You never told me that! Glad to here it's working out for you.


----------



## Von Helman

Jason said:


> You said it. In a nod to UncleJoe's post, I got hooked up with a fairly large scale tree service whose lot was covered with pine logs they had no idea what to do with. They ended up delivering them to me for free just to be rid of it, then THANKED ME FOR TAKING THE WOOD. I just stood there laughing. That first day they brought a tandem dump load, a big single axle dump load, and 2 F550's full of logs. Now every once in a while they just show up and dump some. Brings a smile to my face, and it helps out the tree service, too.


Man you can't beat that, I mean free delivery and all, I would be calling other tress service companies and telling them you have a free dumping location and specify what you will and won't take.

You can never have too much of a good thing, well maybe but not when it comes to fire wood. What you can use then trade or sell.


----------



## Jason

The only drawback is it's at least 90%pine. Not great for burning in anything other than an outside furnace, but believe me, I've thought about hiring one of those mobile sawmillers to come over for a weekend. 

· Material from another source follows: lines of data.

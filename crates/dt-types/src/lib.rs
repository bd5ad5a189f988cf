pub mod config;
pub mod errors;
pub mod outcome;
pub mod point;
pub mod record;
pub mod run;

pub use config::*;
pub use errors::*;
pub use outcome::*;
pub use point::*;
pub use record::*;
pub use run::*;
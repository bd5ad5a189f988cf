//! Sequential quadratic programming with a failure flag.
//!
//! Each major iteration solves a quadratic model of the Lagrangian subject to
//! linearized constraints and bounds, then backtracks along the resulting step
//! until an exact-penalty merit function decreases enough. The Hessian model is
//! kept positive definite with Powell's damped BFGS update.
//!
//! The objective reports a failed evaluation by returning [`EvalFlag::Failed`].
//! A failed trial point is treated like a rejected one: the step is halved and
//! the point re-evaluated, without advancing the iteration counter.

use ndarray::{s, Array1, Array2, Zip};
use serde::{Deserialize, Serialize};
use tracing::{debug, warn};

use crate::dense::max_abs;
use crate::problem::{Evaluation, OptimizerError, ProblemShape, Report, Status};
use crate::qp::{self, QpProblem};

const ARMIJO: f64 = 0.1;
const DAMPING: f64 = 0.2;
const TINY: f64 = 1e-300;

/// How the objective answered a request.
#[derive(Debug, Clone, Copy, PartialEq, Eq)]
pub enum EvalFlag {
    Ok,
    /// The point could not be evaluated. Values are ignored.
    Failed,
    /// Abandon the run.
    Stop,
}

#[derive(Debug, Clone, PartialEq)]
pub struct FlaggedEvaluation {
    pub values: Evaluation,
    pub flag: EvalFlag,
}

impl FlaggedEvaluation {
    pub fn ok(values: Evaluation) -> Self {
        Self {
            values,
            flag: EvalFlag::Ok,
        }
    }

    pub fn failed(dim: usize, n_constraints: usize) -> Self {
        Self {
            values: Evaluation::nan(dim, n_constraints),
            flag: EvalFlag::Failed,
        }
    }

    pub fn stop(dim: usize, n_constraints: usize) -> Self {
        Self {
            values: Evaluation::nan(dim, n_constraints),
            flag: EvalFlag::Stop,
        }
    }
}

/// Objective and constraint callback for [`Sqp`].
pub trait FlaggedObjective {
    /// `iteration` is the major iteration the point belongs to.
    fn evaluate(&mut self, x: &Array1<f64>, iteration: usize) -> FlaggedEvaluation;
}

impl<F> FlaggedObjective for F
where
    F: FnMut(&Array1<f64>, usize) -> FlaggedEvaluation,
{
    fn evaluate(&mut self, x: &Array1<f64>, iteration: usize) -> FlaggedEvaluation {
        self(x, iteration)
    }
}

#[derive(Debug, Clone, PartialEq, Serialize, Deserialize)]
pub struct SqpOptions {
    pub max_iterations: usize,
    pub tolerance: f64,
    pub feasibility_tolerance: f64,
    pub max_step_halvings: usize,
    /// Diagonal of the first Hessian model. Identity when `None`.
    pub initial_hessian: Option<Vec<f64>>,
}

impl Default for SqpOptions {
    fn default() -> Self {
        Self {
            max_iterations: 100,
            tolerance: 1e-8,
            feasibility_tolerance: 1e-8,
            max_step_halvings: 30,
            initial_hessian: None,
        }
    }
}

#[derive(Debug, Clone, Default)]
pub struct Sqp {
    options: SqpOptions,
}

impl Sqp {
    pub fn new(options: SqpOptions) -> Self {
        Self { options }
    }

    pub fn options(&self) -> &SqpOptions {
        &self.options
    }

    pub fn minimize<O>(
        &self,
        shape: &ProblemShape,
        x0: Array1<f64>,
        objective: &mut O,
    ) -> Result<Report, OptimizerError>
    where
        O: FlaggedObjective + ?Sized,
    {
        shape.check_point(&x0)?;
        let n = shape.dim();
        let m = shape.n_constraints();
        let opts = &self.options;
        let mut hessian = initial_hessian(opts.initial_hessian.as_deref(), n)?;

        let mut evaluations = 0;
        let mut iteration = 0;
        let mut x = x0;

        // ---- starting point ----
        let mut retreats = 0;
        let mut current = loop {
            evaluations += 1;
            let reply = objective.evaluate(&x, iteration);
            match reply.flag {
                EvalFlag::Ok => {
                    check_evaluation(shape, &reply.values)?;
                    break reply.values;
                }
                EvalFlag::Stop => {
                    return Ok(finish(x, None, iteration, evaluations, Status::Stopped));
                }
                EvalFlag::Failed => {
                    retreats += 1;
                    if retreats > opts.max_step_halvings {
                        warn!(evaluations, "no evaluable starting point");
                        return Ok(finish(
                            x,
                            None,
                            iteration,
                            evaluations,
                            Status::InitialPointFailed,
                        ));
                    }
                    x = shape.retreat(&x);
                    debug!(retreats, "starting point failed, retreating toward anchor");
                }
            }
        };

        let mut penalty = Array1::<f64>::zeros(m);

        // ---- major iterations ----
        while iteration < opts.max_iterations {
            let (rows, rhs, equality) = subproblem_rows(shape, &x, &current);
            let solution = match qp::solve(&QpProblem {
                hessian: &hessian,
                gradient: &current.gradient,
                rows: &rows,
                rhs: &rhs,
                equality: &equality,
            }) {
                Ok(solution) => solution,
                Err(err) => {
                    warn!(iteration, error = %err, "quadratic subproblem failed");
                    return Ok(finish(
                        x,
                        Some(current.objective),
                        iteration,
                        evaluations,
                        Status::SubproblemFailed,
                    ));
                }
            };
            let step = solution.step;

            let violation = shape.violation(&current.constraints);
            if max_abs(&step) <= opts.tolerance * (1.0 + max_abs(&x))
                && max_abs(&violation) <= opts.feasibility_tolerance
            {
                debug!(iteration, objective = current.objective, "sqp converged");
                return Ok(finish(
                    x,
                    Some(current.objective),
                    iteration,
                    evaluations,
                    Status::Converged,
                ));
            }

            let lambda = solution.multipliers.slice(s![..m]).to_owned();
            Zip::from(&mut penalty)
                .and(&lambda)
                .for_each(|mu, &l| *mu = l.abs().max(0.5 * (*mu + l.abs())));

            let merit0 = current.objective + penalty.dot(&violation);
            let slope = current.gradient.dot(&step) - penalty.dot(&violation);

            // ---- merit line search ----
            let mut alpha = 1.0;
            let mut halvings = 0;
            let (trial_x, trial) = loop {
                let candidate = shape.project(&(&x + &(&step * alpha)));
                evaluations += 1;
                let reply = objective.evaluate(&candidate, iteration);
                let accepted = match reply.flag {
                    EvalFlag::Stop => {
                        return Ok(finish(
                            x,
                            Some(current.objective),
                            iteration,
                            evaluations,
                            Status::Stopped,
                        ));
                    }
                    EvalFlag::Failed => {
                        debug!(iteration, alpha, "trial point failed, halving step");
                        None
                    }
                    EvalFlag::Ok => {
                        check_evaluation(shape, &reply.values)?;
                        let merit = reply.values.objective
                            + penalty.dot(&shape.violation(&reply.values.constraints));
                        // NaN merit compares false and is rejected.
                        if merit <= merit0 + ARMIJO * alpha * slope {
                            Some(reply.values)
                        } else {
                            None
                        }
                    }
                };
                if let Some(values) = accepted {
                    break (candidate, values);
                }
                halvings += 1;
                if halvings > opts.max_step_halvings {
                    warn!(iteration, halvings, "line search exhausted");
                    return Ok(finish(
                        x,
                        Some(current.objective),
                        iteration,
                        evaluations,
                        Status::LineSearchFailed,
                    ));
                }
                alpha *= 0.5;
            };

            let s = &trial_x - &x;
            let y = lagrangian_gradient(&trial, &lambda) - lagrangian_gradient(&current, &lambda);
            damped_bfgs_update(&mut hessian, &s, &y);

            x = trial_x;
            current = trial;
            iteration += 1;
            debug!(iteration, objective = current.objective, alpha, "sqp step accepted");
        }

        Ok(finish(
            x,
            Some(current.objective),
            iteration,
            evaluations,
            Status::IterationLimit,
        ))
    }
}

fn finish(
    x: Array1<f64>,
    objective: Option<f64>,
    iterations: usize,
    evaluations: usize,
    status: Status,
) -> Report {
    Report {
        x,
        objective,
        iterations,
        evaluations,
        status,
    }
}

fn initial_hessian(diagonal: Option<&[f64]>, n: usize) -> Result<Array2<f64>, OptimizerError> {
    let Some(diagonal) = diagonal else {
        return Ok(Array2::eye(n));
    };
    if diagonal.len() != n {
        return Err(OptimizerError::DimensionMismatch {
            what: "initial hessian",
            expected: n,
            found: diagonal.len(),
        });
    }
    if !diagonal.iter().all(|d| d.is_finite() && *d > 0.0) {
        return Err(OptimizerError::NotPositiveDefinite);
    }
    Ok(Array2::from_diag(&Array1::from(diagonal.to_vec())))
}

fn check_evaluation(shape: &ProblemShape, values: &Evaluation) -> Result<(), OptimizerError> {
    let (n, m) = (shape.dim(), shape.n_constraints());
    if values.gradient.len() != n {
        return Err(OptimizerError::DimensionMismatch {
            what: "gradient",
            expected: n,
            found: values.gradient.len(),
        });
    }
    if values.constraints.len() != m {
        return Err(OptimizerError::DimensionMismatch {
            what: "constraints",
            expected: m,
            found: values.constraints.len(),
        });
    }
    if values.jacobian.dim() != (m, n) {
        return Err(OptimizerError::DimensionMismatch {
            what: "jacobian elements",
            expected: m * n,
            found: values.jacobian.len(),
        });
    }
    Ok(())
}

/// Linearized constraints followed by one row per finite bound.
fn subproblem_rows(
    shape: &ProblemShape,
    x: &Array1<f64>,
    current: &Evaluation,
) -> (Array2<f64>, Array1<f64>, Vec<bool>) {
    let n = shape.dim();
    let m = shape.n_constraints();
    let n_bounds = shape.lower.iter().filter(|b| b.is_finite()).count()
        + shape.upper.iter().filter(|b| b.is_finite()).count();

    let mut rows = Array2::<f64>::zeros((m + n_bounds, n));
    let mut rhs = Array1::<f64>::zeros(m + n_bounds);
    let mut equality = vec![false; m + n_bounds];

    rows.slice_mut(s![..m, ..]).assign(&current.jacobian);
    for i in 0..m {
        rhs[i] = -current.constraints[i];
        equality[i] = i >= shape.n_inequality;
    }

    let mut row = m;
    for k in 0..n {
        if shape.lower[k].is_finite() {
            rows[[row, k]] = 1.0;
            rhs[row] = shape.lower[k] - x[k];
            row += 1;
        }
        if shape.upper[k].is_finite() {
            rows[[row, k]] = -1.0;
            rhs[row] = x[k] - shape.upper[k];
            row += 1;
        }
    }
    (rows, rhs, equality)
}

fn lagrangian_gradient(values: &Evaluation, lambda: &Array1<f64>) -> Array1<f64> {
    &values.gradient - &values.jacobian.t().dot(lambda)
}

/// Powell-damped BFGS update of a Hessian approximation. Keeps `b` positive
/// definite even when `sᵀy` is small or negative.
fn damped_bfgs_update(b: &mut Array2<f64>, s: &Array1<f64>, y: &Array1<f64>) {
    let bs = b.dot(s);
    let sbs = s.dot(&bs);
    if sbs <= TINY {
        return;
    }
    let sy = s.dot(y);
    let theta = if sy >= DAMPING * sbs {
        1.0
    } else {
        (1.0 - DAMPING) * sbs / (sbs - sy)
    };
    let r = y * theta + &bs * (1.0 - theta);
    let sr = s.dot(&r);

    let n = s.len();
    for i in 0..n {
        for j in 0..n {
            b[[i, j]] += r[i] * r[j] / sr - bs[i] * bs[j] / sbs;
        }
    }
}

Thought I'd mentioned that, Joe, sorry. This guy is in the suburbs of Pittsburgh and he seems like a city boy. I say that as in I don't think he'd have an outside furnace. His employees split and sell the best stuff as a sideline (cool of him to let them do that) and I get the rest. I don't think the owner burns any.


----------



## UncleJoe

Jason said:


> I've thought about hiring one of those mobile sawmillers to come over for a weekend.


I'd give you the number of the guy that does mine but you may be outside his travel range.


----------



## Radio_Gal

Was reading an old, out of print book (off line) about how the native peoples went about felling trees without modern tools. The book was relating the process of using pine pitch or sap to place a line of fire on wood (at the base of a tree) and then allow the weight of the tree and the fire to bring the tree down. A summary of this type of off-grid wood working can be found in this article: http://www.gwbhs.com/Articles/NATIVE AMERICAN CANOES.pdf

In addition, there are a number of plans (online and elsewhere) to build a wood spliter that uses gravity (non-electrical) to split wood. Gravity is free and a lot less work than chopping--unless you need the exercise.


----------



## Radio_Gal

Here is another link for using fire in felling trees: Living with Fire: Making Wise Choices - Native Americans


----------



## jodell8964

*Heating Value of Common Wood Species*



solaceofwinter said:


> how do you guys know what trees to burn/cut down?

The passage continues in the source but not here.